Rush cuts funding to Quakake fire company; funds Hometown
Hometown Fire Company will still receive funding. JOHN E. USALIS/TIMES NEWS
Rush Township Supervisors cut funding to Quakake Fire Company. JOHN E. USALIS/TIMES NEWS
The Quakake firehouse was originally a one-room schoolhouse. JOHN E. USALIS/TIMES NEWS
The Rush Township Supervisors decided at Thursday’s meeting to provide township firefighting funding only to the Hometown Volunteer Fire Company.
The action cuts all township funding to the Quakake Volunteer Fire Company, and in a subsequent vote, also removed the fire company from being called out for emergencies through the Schuylkill County 911 communications system.

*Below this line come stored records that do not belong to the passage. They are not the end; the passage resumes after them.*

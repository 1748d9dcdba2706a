use axum::{extract::Request, middleware::Next, response::Response};

use super::auth::AuthUser;
use crate::error::ApiError;

/// Gate for /admin routes. Runs after user validation, so the role is the stored one.
pub async fn require_super_admin(request: Request, next: Next) -> Result<Response, ApiError> {
    let auth_user = request
        .extensions()
        .get::<AuthUser>()
        .ok_or_else(ApiError::unauthenticated)?;

    if !auth_user.role.is_super_admin() {
        tracing::warn!(
            "Denied {} {} to user '{}' with role {}",
            request.method(),
            request.uri().path(),
            auth_user.user_id,
            auth_user.role
        );
        return Err(ApiError::forbidden("Super admin access required"));
    }

    Ok(next.run(request).await)
}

Whether both fire companies will voluntarily combine operations has not been decided by the membership of both organizations, a decision that is not within the municipal powers of the township.
The idea of a consolidation of the Hometown and Quakake companies was proposed by the supervisors during a special meeting held Sept. 18 between the supervisors and fire company officials to discuss the situation.
A second special township meeting was held Oct. 16 to learn whether the idea of a combining of emergency operations was amenable to both fire companies.
At Monday’s meeting, comments from officials of both companies indicated that the idea was acceptable by a majority in both organizations, but no official decision had been made by either company to move forward in combining operations.
The first agenda item under new business dealt with fire tax revenues and other monetary benefits. Supervisor Chairman Shawn E. Gilbert asked for the motion.
“Is there a motion to have all fire tax revenue and other monetary benefits be given by Rush Township to Hometown Volunteer Fire Company only, effective Oct. 19, 2017?” Gilbert asked.
The motion was made by Vice Chairman Robert J. Leibensperger, seconded by Supervisor Jeaninne Motroni, and approved unanimously in a roll-call vote.
There was no discussion before the vote.
“Is there a motion to adopt Resolution 2017-17 which will remove and decertify the Quakake Volunteer Fire Company from the 911 emergency call list?” Gilbert asked.
Leibensperger made the motion, seconded by Motroni. The motion was approved 3-0 in a roll-call vote.
After the meeting, Gilbert said, “We just cut the funding to one fire company. We had two meetings in the last two months and they (Hometown and Quakake) are working on a merger. We only have a certain amount of funding we give them. We have no say on the buildings, equipment, nothing. We have no say. So we’re just transferring the funding over to one fire company. How Hometown and Quakake will operate in a combined scenario is still up to them.
“They’ve been doing that on their own,” Gilbert said. “They’re working it out between themselves.”
Gilbert said if both fire companies reach an agreement to operate as one entity, approvals will be required through the court system.
“There is a whole procedure that you have to go through that has nothing to do with us,” Gilbert explained.
“We’re just taking our funding and putting it into one fire company to make it better. Trying to fund two fire companies in a small community and having them work on a bare minimum scale isn’t working anymore. Years ago it did work.”
The fire companies, the only two in the township, are about 5 miles apart.
“Years ago, there was a lot of volunteerism. You could raise a lot of money. Now you can’t,” Gilbert said. “It’s not there anymore. So now you have to consolidate. In Schuylkill Township there are fire companies trying to do the same thing.”
Members of the Brockton Fire Company and Mary D Volunteer Fire Company in Schuylkill Township are considering combining operations. Hometown fire company president and fire chief Barry Messerschmidt attended the meeting but did not comment.
After the meeting, Messerschmidt said the two companies have not talked since Monday’s meeting, which had about 20 people from both fire companies that discussed the matter after the meeting.
“At this time, I have no comment (on the decision),” Messerschmidt said. “We’ve been asking this whole time if they (Quakake) want to merge with us, but they haven’t decided what they’re doing yet.”
Attempts to reach Quakake fire company officials after the meeting were unsuccessful.